An international team of researchers has created a scanning tool to reduce the vulnerability of websites to hacking and cyberattacks.
The black box security assessment prototype, which was tested by engineers in Australia, Pakistan, and the UAE, outperforms existing web scanners, which collectively fail to detect the top ten weaknesses in web applications.
Dr Yousef Amer, a mechanical and systems engineer at UniSA, is one of the co-authors of a new international paper that describes the tool's development in the wake of increasing global cyberattacks.
Cybercrime cost the globe $6 trillion in 2021, representing a 300 percent increase in online criminal activity over the previous two years.

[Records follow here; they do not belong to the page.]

use crate::foundation::math::clamp01;

/// Decelerating cubic curve `1 - (1 - t)^3`; `t` is clamped to `[0, 1]` first.
///
/// Shared by the growth-over-time curve and the height-by-activity curve.
pub fn ease_out_cubic(t: f64) -> f64 {
    let t = clamp01(t);
    1.0 - (1.0 - t).powi(3)
}

#[cfg(test)]
#[path = "../../tests/unit/animation/ease.rs"]
mod tests;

Remote working, cloud-based platforms, malware, and phishing scams have resulted in massive data breaches, while the implementation of5G and Internet of Things (IoT) devices has made us more connected – and vulnerable – than ever. Dr. Yousef Amer and colleagues from Pakistan, the United Arab Emirates, and Western Sydney University highlight numerous security flaws in website applications that are costing organisations badly.
Because of the pervasive use of eCommerce, iBanking, and eGovernment sites, web applications have become a prime target for cybercriminals looking to steal personal and corporate information and disrupt business operations. Despite an anticipated $170 billion global outlay on internet security in 2022 against a backdrop of escalating and more severe cyberattacks, existing web scanners, according to Dr. Amer, fall far short of evaluating vulnerabilities.

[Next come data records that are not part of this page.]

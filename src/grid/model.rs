use std::{fs::File, io::BufReader, path::Path};

use crate::foundation::error::{ForestError, ForestResult};

/// Rectangular per-day activity matrix: columns are weeks, rows are days.
#[derive(Clone, Debug, Default, PartialEq, Eq, serde::Serialize)]
pub struct ActivityGrid {
    columns: Vec<Vec<u32>>,
    rows: usize,
}

/// One cell of the grid in iteration order.
#[derive(Clone, Copy, Debug, PartialEq, Eq)]
pub struct GridCell {
    /// Column (week) index.
    pub column: usize,
    /// Row (day) index.
    pub row: usize,
    /// Linear index, column-major over all cells including zero-count ones.
    pub index: usize,
    /// Activity count.
    pub count: u32,
}

impl ActivityGrid {
    /// Validate and build a grid from raw columns.
    ///
    /// Fails on ragged columns, negative counts, counts above `u32::MAX`, or columns without rows.
    pub fn new(columns: Vec<Vec<i64>>) -> ForestResult<Self> {
        let rows = columns.first().map(Vec::len).unwrap_or(0);
        if !columns.is_empty() && rows == 0 {
            return Err(ForestError::validation("activity grid columns must have >= 1 row"));
        }

        let mut out = Vec::with_capacity(columns.len());
        for (c, col) in columns.into_iter().enumerate() {
            if col.len() != rows {
                return Err(ForestError::validation(format!(
                    "activity grid is not rectangular: column {c} has {} rows, expected {rows}",
                    col.len()
                )));
            }
            let mut counts = Vec::with_capacity(rows);
            for (r, v) in col.into_iter().enumerate() {
                let v = u32::try_from(v).map_err(|_| {
                    ForestError::validation(format!(
                        "activity count at column {c}, row {r} is out of range: {v}"
                    ))
                })?;
                counts.push(v);
            }
            out.push(counts);
        }

        Ok(Self { columns: out, rows })
    }

    /// Build from already non-negative columns.
    pub fn from_counts(columns: Vec<Vec<u32>>) -> ForestResult<Self> {
        Self::new(
            columns
                .into_iter()
                .map(|col| col.into_iter().map(i64::from).collect())
                .collect(),
        )
    }

    /// Parse a JSON array of columns (`[[0, 3, ...], ...]`).
    pub fn from_reader<R: std::io::Read>(r: R) -> ForestResult<Self> {
        let columns: Vec<Vec<i64>> = serde_json::from_reader(r)
            .map_err(|e| ForestError::serde(format!("parse activity grid JSON: {e}")))?;
        Self::new(columns)
    }

    /// Parse a JSON grid file from disk.
    pub fn from_path(path: impl AsRef<Path>) -> ForestResult<Self> {
        let path = path.as_ref();
        let f = File::open(path).map_err(|e| {
            ForestError::validation(format!("open activity grid '{}': {e}", path.display()))
        })?;
        Self::from_reader(BufReader::new(f))
    }

    /// Number of columns (weeks).
    pub fn columns(&self) -> usize {
        self.columns.len()
    }

    /// Number of rows (days) per column.
    pub fn rows(&self) -> usize {
        self.rows
    }

    /// Total cell count, including zero-count cells.
    pub fn total_cells(&self) -> usize {
        self.columns.len() * self.rows
    }

    /// Iterate cells column-outer, row-inner, assigning linear indices over every cell.
    pub fn cells(&self) -> impl Iterator<Item = GridCell> + '_ {
        let rows = self.rows;
        self.columns.iter().enumerate().flat_map(move |(column, col)| {
            col.iter().enumerate().map(move |(row, &count)| GridCell {
                column,
                row,
                index: column * rows + row,
                count,
            })
        })
    }

    /// Number of cells with a positive count.
    pub fn active_cells(&self) -> usize {
        self.cells().filter(|c| c.count > 0).count()
    }

    /// Reshape to `weeks x days`.
    ///
    /// Keeps the most recent `weeks` columns (dropping from the front) and pads missing weeks
    /// with zero columns at the front. Each column is truncated or zero-padded to `days`.
    pub fn fit(&self, weeks: usize, days: usize) -> ForestResult<Self> {
        if weeks == 0 || days == 0 {
            return Err(ForestError::validation("fit target must be at least 1x1"));
        }

        let skip = self.columns.len().saturating_sub(weeks);
        let pad = weeks.saturating_sub(self.columns.len());

        let mut out = Vec::with_capacity(weeks);
        out.extend(std::iter::repeat_n(vec![0u32; days], pad));
        for col in self.columns.iter().skip(skip) {
            let mut c: Vec<u32> = col.iter().copied().take(days).collect();
            c.resize(days, 0);
            out.push(c);
        }

        Ok(Self {
            columns: out,
            rows: days,
        })
    }
}

#[cfg(test)]
#[path = "../../tests/unit/grid/model.rs"]
mod tests;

“We have identified that most of the publicly available scanners have weaknesses and are not doing the job they should,” he says.

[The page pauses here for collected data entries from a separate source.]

use crate::{animation::ease::ease_out_cubic, foundation::math, grid::model::ActivityGrid};

/// Lower bound of the rendered tree height range, in pixels.
pub const MIN_TREE_HEIGHT_PX: f64 = 28.0;
/// Upper bound of the rendered tree height range, in pixels.
pub const MAX_TREE_HEIGHT_PX: f64 = 128.0;

const LOW_PERCENTILE: f64 = 0.10;
const HIGH_PERCENTILE: f64 = 0.95;

/// Percentile-clipped normalization range derived once per grid.
///
/// Invariant: `0 <= low < high`.
#[derive(Clone, Copy, Debug, PartialEq, serde::Serialize)]
pub struct NormalizationBounds {
    /// Count at the 10th percentile rank.
    pub low: f64,
    /// Count at the 95th percentile rank, raised to at least `low + 1`.
    pub high: f64,
    /// Largest count.
    pub max: f64,
}

impl NormalizationBounds {
    /// Bounds used when the grid has no positive counts.
    pub const DEGENERATE: Self = Self {
        low: 0.0,
        high: 1.0,
        max: 1.0,
    };

    /// Compute bounds from the strictly positive counts of `grid`.
    #[tracing::instrument(skip(grid), fields(cells = grid.total_cells()))]
    pub fn compute(grid: &ActivityGrid) -> Self {
        let mut vals: Vec<u32> = grid.cells().map(|c| c.count).filter(|&c| c > 0).collect();
        if vals.is_empty() {
            tracing::debug!("no positive counts, using degenerate bounds");
            return Self::DEGENERATE;
        }
        vals.sort_unstable();

        let n = vals.len();
        let low = f64::from(vals[percentile_rank(n, LOW_PERCENTILE)]);
        let high = f64::from(vals[percentile_rank(n, HIGH_PERCENTILE)]);
        let high = high.max(low + 1.0);
        let max = f64::from(vals[n - 1]);

        let bounds = Self { low, high, max };
        tracing::debug!(?bounds, positive = n, "normalization bounds");
        bounds
    }

    /// Rendered height for an activity count under these bounds.
    pub fn height_for(&self, count: u32) -> f64 {
        height_from_count(count, self.low, self.high)
    }
}

/// Index-based percentile rank: `floor(p * (n - 1))`.
fn percentile_rank(n: usize, p: f64) -> usize {
    ((p * (n - 1) as f64).floor() as usize).min(n - 1)
}

/// Map an activity count to a fully-grown tree height in pixels.
///
/// Zero counts map to zero. Positive counts are normalized against `[low, high]`, clamped, eased
/// and mapped into `[MIN_TREE_HEIGHT_PX, MAX_TREE_HEIGHT_PX]`.
pub fn height_from_count(count: u32, low: f64, high: f64) -> f64 {
    if count == 0 {
        return 0.0;
    }
    let span = (high - low).max(1e-6);
    let norm = math::clamp01((f64::from(count) - low) / span);
    math::lerp(MIN_TREE_HEIGHT_PX, MAX_TREE_HEIGHT_PX, ease_out_cubic(norm))
}

#[cfg(test)]
#[path = "../../tests/unit/grid/stats.rs"]
mod tests;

Almost 72% of businesses have experienced at least one serious security breach on their website, with vulnerabilities tripling since 2017. According to WhiteHat Security, a world leader in web application security, 86% of scanned web pages have on average 56% vulnerabilities. At least one of these is classified as critical. The researchers compared the top ten vulnerabilities to 11 publicly available web application scanners.
“We found that no single scanner is capable of countering all these vulnerabilities, but our prototype tool caters for all these challenges. It’s basically a one-stop guide to ensure 100 per cent website security. There’s a dire need to audit websites and ensure they are secure if we are to curb these breaches and save companies and governments millions of dollars,”Dr Amer stated.